Child-care costs can be a large component of a child support order and are often assigned between the parties. Payment is sometimes made a part of the order and is sometimes made directly to the provider.
A child support order may also contain a number of “deviations” and exceptions. A “deviation” is an adjustment from the guideline figure. For example, a child support order could “deviate” upward from its guideline figure by, say 10%, if the payer, voluntarily and without cause, spends no time with the child. Or an order could deviate downward if the payer has very large medical expenses.
Other issues may include hidden or unreported income, private school, earnings v. earning capacity, extracurricular activities, summer camp and many more.
Support and Custody
For support purposes, custody is counted by overnights. The party with more than 50% of overnights has “primary” custody and the party with less than 50% of overnights has “partial” custody. The person with “partial” custody usually pays child support to the person with “primary” custody. A party with partial custody can get a modest break on child support if they have at least 40% of the overnights.
A common mistake, though, is to seek shared custody or 40% of the overnights for monetary reasons. People tend to fixate on the money they might save in support and ignore the extra money needed for the care of the children, as well as the best interests of the children.
Failure to pay child support can be enforced through the support system, but often does not directly impact custody.
In shared custody arrangements, similar earnings may mean no support either way.
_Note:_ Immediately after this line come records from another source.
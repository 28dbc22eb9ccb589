// SPDX-FileCopyrightText: 2026 Trimflow Contributors
// SPDX-License-Identifier: MIT OR Apache-2.0

//! Configuration model structs for the Trimflow bot.
//!
//! All structs use `#[serde(deny_unknown_fields)]` to reject unrecognized
//! config keys at startup, providing actionable error messages.

use serde::{Deserialize, Serialize};

/// Top-level Trimflow configuration.
///
/// Loaded from TOML files following XDG hierarchy, with environment variable
/// overrides. All sections are optional and default to sensible values.
#[derive(Debug, Clone, Default, Deserialize, Serialize)]
#[serde(deny_unknown_fields)]
pub struct TrimflowConfig {
    /// Bot identity and logging settings.
    #[serde(default)]
    pub agent: AgentConfig,

    /// Intent cascade thresholds.
    #[serde(default)]
    pub classifier: ClassifierConfig,

    /// External NLU classifier settings.
    #[serde(default)]
    pub nlu: NluConfig,

    /// Generative-text fallback settings.
    #[serde(default)]
    pub generative: GenerativeConfig,

    /// Conversation state settings.
    #[serde(default)]
    pub conversation: ConversationConfig,

    /// Lead store settings.
    #[serde(default)]
    pub leads: LeadsConfig,

    /// HTTP gateway settings.
    #[serde(default)]
    pub gateway: GatewayConfig,
}

/// Bot identity and logging configuration.
#[derive(Debug, Clone, Deserialize, Serialize)]
#[serde(deny_unknown_fields)]
pub struct AgentConfig {
    /// Display name of the bot.
    #[serde(default = "default_agent_name")]
    pub name: String,

    /// Logging level (trace, debug, info, warn, error).
    #[serde(default = "default_log_level")]
    pub log_level: String,
}

impl Default for AgentConfig {
    fn default() -> Self {
        Self {
            name: default_agent_name(),
            log_level: default_log_level(),
        }
    }
}

fn default_agent_name() -> String {
    "trimflow".to_string()
}

fn default_log_level() -> String {
    "info".to_string()
}

/// Intent cascade threshold configuration.
///
/// The pattern and NLU acceptance boundaries are exclusive: a score exactly
/// at the threshold falls through to the next stage.
#[derive(Debug, Clone, Deserialize, Serialize)]
#[serde(deny_unknown_fields)]
pub struct ClassifierConfig {
    /// Minimum pattern-stage confidence, exclusive (default 0.5).
    #[serde(default = "default_pattern_threshold")]
    pub pattern_threshold: f32,

    /// Minimum NLU-stage confidence, exclusive (default 0.7).
    #[serde(default = "default_nlu_threshold")]
    pub nlu_threshold: f32,
}

impl Default for ClassifierConfig {
    fn default() -> Self {
        Self {
            pattern_threshold: default_pattern_threshold(),
            nlu_threshold: default_nlu_threshold(),
        }
    }
}

fn default_pattern_threshold() -> f32 {
    0.5
}

fn default_nlu_threshold() -> f32 {
    0.7
}

/// External NLU classifier configuration.
#[derive(Debug, Clone, Deserialize, Serialize)]
#[serde(deny_unknown_fields)]
pub struct NluConfig {
    /// Base URL of the NLU service. `None` disables the NLU stage.
    #[serde(default)]
    pub endpoint: Option<String>,

    /// API key sent with each request, if the service requires one.
    #[serde(default)]
    pub api_key: Option<String>,

    /// Request timeout in seconds.
    #[serde(default = "default_nlu_timeout_secs")]
    pub timeout_secs: u64,
}

impl Default for NluConfig {
    fn default() -> Self {
        Self {
            endpoint: None,
            api_key: None,
            timeout_secs: default_nlu_timeout_secs(),
        }
    }
}

fn default_nlu_timeout_secs() -> u64 {
    5
}

/// Generative-text fallback configuration.
///
/// The timeout must stay comfortably below the transport layer's own
/// response deadline; a late reply makes the provider retry the whole
/// webhook delivery.
#[derive(Debug, Clone, Deserialize, Serialize)]
#[serde(deny_unknown_fields)]
pub struct GenerativeConfig {
    /// Enable the generative fallback stage. Opt-in.
    #[serde(default)]
    pub enabled: bool,

    /// API key for the generative service. `None` disables the stage.
    #[serde(default)]
    pub api_key: Option<String>,

    /// Base URL of the generative completion endpoint. `None` disables
    /// the stage.
    #[serde(default)]
    pub endpoint: Option<String>,

    /// Model identifier to request.
    #[serde(default = "default_generative_model")]
    pub model: String,

    /// Request timeout in milliseconds (default 8000).
    #[serde(default = "default_generative_timeout_ms")]
    pub timeout_ms: u64,

    /// Maximum output tokens per completion.
    #[serde(default = "default_max_output_tokens")]
    pub max_output_tokens: u32,

    /// Sampling temperature.
    #[serde(default = "default_temperature")]
    pub temperature: f32,
}

impl Default for GenerativeConfig {
    fn default() -> Self {
        Self {
            enabled: false,
            api_key: None,
            endpoint: None,
            model: default_generative_model(),
            timeout_ms: default_generative_timeout_ms(),
            max_output_tokens: default_max_output_tokens(),
            temperature: default_temperature(),
        }
    }
}

fn default_generative_model() -> String {
    "concise-chat-1".to_string()
}

fn default_generative_timeout_ms() -> u64 {
    8000
}

fn default_max_output_tokens() -> u32 {
    320
}

fn default_temperature() -> f32 {
    0.2
}

/// Conversation state configuration.
#[derive(Debug, Clone, Deserialize, Serialize)]
#[serde(deny_unknown_fields)]
pub struct ConversationConfig {
    /// Seconds of inactivity after which a conversation context expires
    /// (default 1800 = 30 minutes).
    #[serde(default = "default_context_timeout_secs")]
    pub context_timeout_secs: u64,
}

impl Default for ConversationConfig {
    fn default() -> Self {
        Self {
            context_timeout_secs: default_context_timeout_secs(),
        }
    }
}

fn default_context_timeout_secs() -> u64 {
    1800
}

/// Lead store configuration.
#[derive(Debug, Clone, Deserialize, Serialize)]
#[serde(deny_unknown_fields)]
pub struct LeadsConfig {
    /// Path to the JSON lead store file.
    #[serde(default = "default_store_path")]
    pub store_path: String,
}

impl Default for LeadsConfig {
    fn default() -> Self {
        Self {
            store_path: default_store_path(),
        }
    }
}

fn default_store_path() -> String {
    dirs::data_dir()
        .map(|p| p.join("trimflow").join("franchise-leads.json"))
        .unwrap_or_else(|| std::path::PathBuf::from("franchise-leads.json"))
        .to_string_lossy()
        .into_owned()
}

/// HTTP gateway configuration.
#[derive(Debug, Clone, Deserialize, Serialize)]
#[serde(deny_unknown_fields)]
pub struct GatewayConfig {
    /// Host address to bind.
    #[serde(default = "default_gateway_host")]
    pub host: String,

    /// Port to bind.
    #[serde(default = "default_gateway_port")]
    pub port: u16,
}

impl Default for GatewayConfig {
    fn default() -> Self {
        Self {
            host: default_gateway_host(),
            port: default_gateway_port(),
        }
    }
}

fn default_gateway_host() -> String {
    "127.0.0.1".to_string()
}

fn default_gateway_port() -> u16 {
    3000
}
Otherwise, the higher earning shared-custody parent would pay support to the lower earning parent.
Support for Adult Children
Children are usually eligible for child support until they have turned 18 and also graduated from high school (or have stopped diligently attempting to graduate). Exceptions beyond age 18 exist for certain special-needs children.
College expenses are not court-ordered in the Commonwealth, except by written agreement of the parties.
Paying Support
Child support is almost always wage-attached. Just like taxes come out of pay automatically, support orders routinely garnish the payer’s wages and are then direct deposited to the recipient. Alternatively, a recipient may use an “EPPI” card (a debit card), but that is not usually recommended.
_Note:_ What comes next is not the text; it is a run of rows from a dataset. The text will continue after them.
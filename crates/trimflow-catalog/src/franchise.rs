// SPDX-FileCopyrightText: 2026 Trimflow Contributors
// SPDX-License-Identifier: MIT OR Apache-2.0

//! Franchise investment economics.

/// Investment terms for a single franchise outlet.
#[derive(Debug, Clone, Copy, PartialEq, Eq)]
pub struct FranchiseEconomics {
    /// Total investment in lakhs of rupees.
    pub total_investment_lakhs: u32,
    /// One-time franchise fee in lakhs.
    pub franchise_fee_lakhs: u32,
    /// Interior setup budget in lakhs.
    pub interior_lakhs: u32,
    /// Equipment budget in lakhs.
    pub equipment_lakhs: u32,
    /// Working capital reserve in lakhs.
    pub working_capital_lakhs: u32,
    /// Expected payback window.
    pub roi_months: &'static str,
    /// Annual revenue potential in lakhs.
    pub revenue_potential_lakhs: &'static str,
    /// Expected profit margin.
    pub profit_margin: &'static str,
    /// Floor area requirement in square feet.
    pub area_sqft: &'static str,
    /// Staffing requirement.
    pub staff: &'static str,
}

/// Current franchise terms.
pub const ECONOMICS: FranchiseEconomics = FranchiseEconomics {
    total_investment_lakhs: 19,
    franchise_fee_lakhs: 5,
    interior_lakhs: 8,
    equipment_lakhs: 3,
    working_capital_lakhs: 3,
    roi_months: "18-24 months",
    revenue_potential_lakhs: "40-50 lakhs/year",
    profit_margin: "30-35%",
    area_sqft: "400-600 sq ft",
    staff: "3-5 skilled barbers",
};
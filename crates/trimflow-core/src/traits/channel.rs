// SPDX-FileCopyrightText: 2026 Trimflow Contributors
// SPDX-License-Identifier: MIT OR Apache-2.0

//! Channel adapter trait for outbound message delivery.

use async_trait::async_trait;

use crate::error::TrimflowError;

/// Adapter for dispatching text to a messaging channel.
///
/// The core hands over plain text and an identity; the adapter owns all
/// provider-specific wire formats and delivery mechanics.
#[async_trait]
pub trait ChannelAdapter: Send + Sync {
    /// Sends a text message to the given identity.
    async fn send_text(&self, to: &str, text: &str) -> Result<(), TrimflowError>;
}
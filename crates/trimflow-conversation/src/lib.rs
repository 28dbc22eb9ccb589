// SPDX-FileCopyrightText: 2026 Trimflow Contributors
// SPDX-License-Identifier: MIT OR Apache-2.0

//! Conversation core for the Trimflow bot.
//!
//! Holds the per-user state store with lazy expiry, the franchise
//! lead-collection state machine, the pure response formatter, and the
//! handler that orchestrates one turn end-to-end.

pub mod context;
pub mod flow;
pub mod handler;
pub mod responder;

pub use context::{CoarseIntent, ConversationContext, ConversationStore, DraftLead, LeadStage};
pub use flow::{FlowReply, LeadCollectionFlow};
pub use handler::ConversationHandler;
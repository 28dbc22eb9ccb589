// SPDX-FileCopyrightText: 2026 Trimflow Contributors
// SPDX-License-Identifier: MIT OR Apache-2.0

//! Intent resolution for the Trimflow bot.
//!
//! Three pieces: the weighted [`pattern`] matcher, the layered [`cascade`]
//! that orders command / pattern / NLU / generative / default stages, and
//! the [`extract`] side lookups for cities and date/time expressions.

pub mod cascade;
pub mod extract;
pub mod pattern;

pub use cascade::{
    CONVERSATIONAL_INTENT, Classification, ClassificationSource, DEFAULT_INTENT, GREETINGS,
    IntentCascade, should_attempt_generative,
};
pub use extract::{DateTimeMention, extract_datetime, extract_location};
pub use pattern::{PatternMatch, PatternMatcher, is_service_intent};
The support obligation is unaffected by an inability to garnish. In such cases, the payer will need to pay the obligation themselves. Non-payment of support for a prolonged period may result in a “contempt” action or other nasty enforcement mechanisms such as loss of a driver’s license or professional license. A tax refund is sometimes attached, even if the payer is timely.
Failure to pay child support can be “contempt of court.” Failure to pay may also result in serious consequences, such as loss of a license, attachment of refunds and even incarceration. However, the most serious consequences are usually reserved for repeated or major violations. The court does not generally care how the custodial parent spends the support money.
Some expenses may be paid directly to the provider or they may be folded into the monthly child support payment. Child support may be paid by parties filing taxes jointly or separately. Child support is not taxable income by itself, but often ends up being taxable when combined with spousal support, depending on allocation.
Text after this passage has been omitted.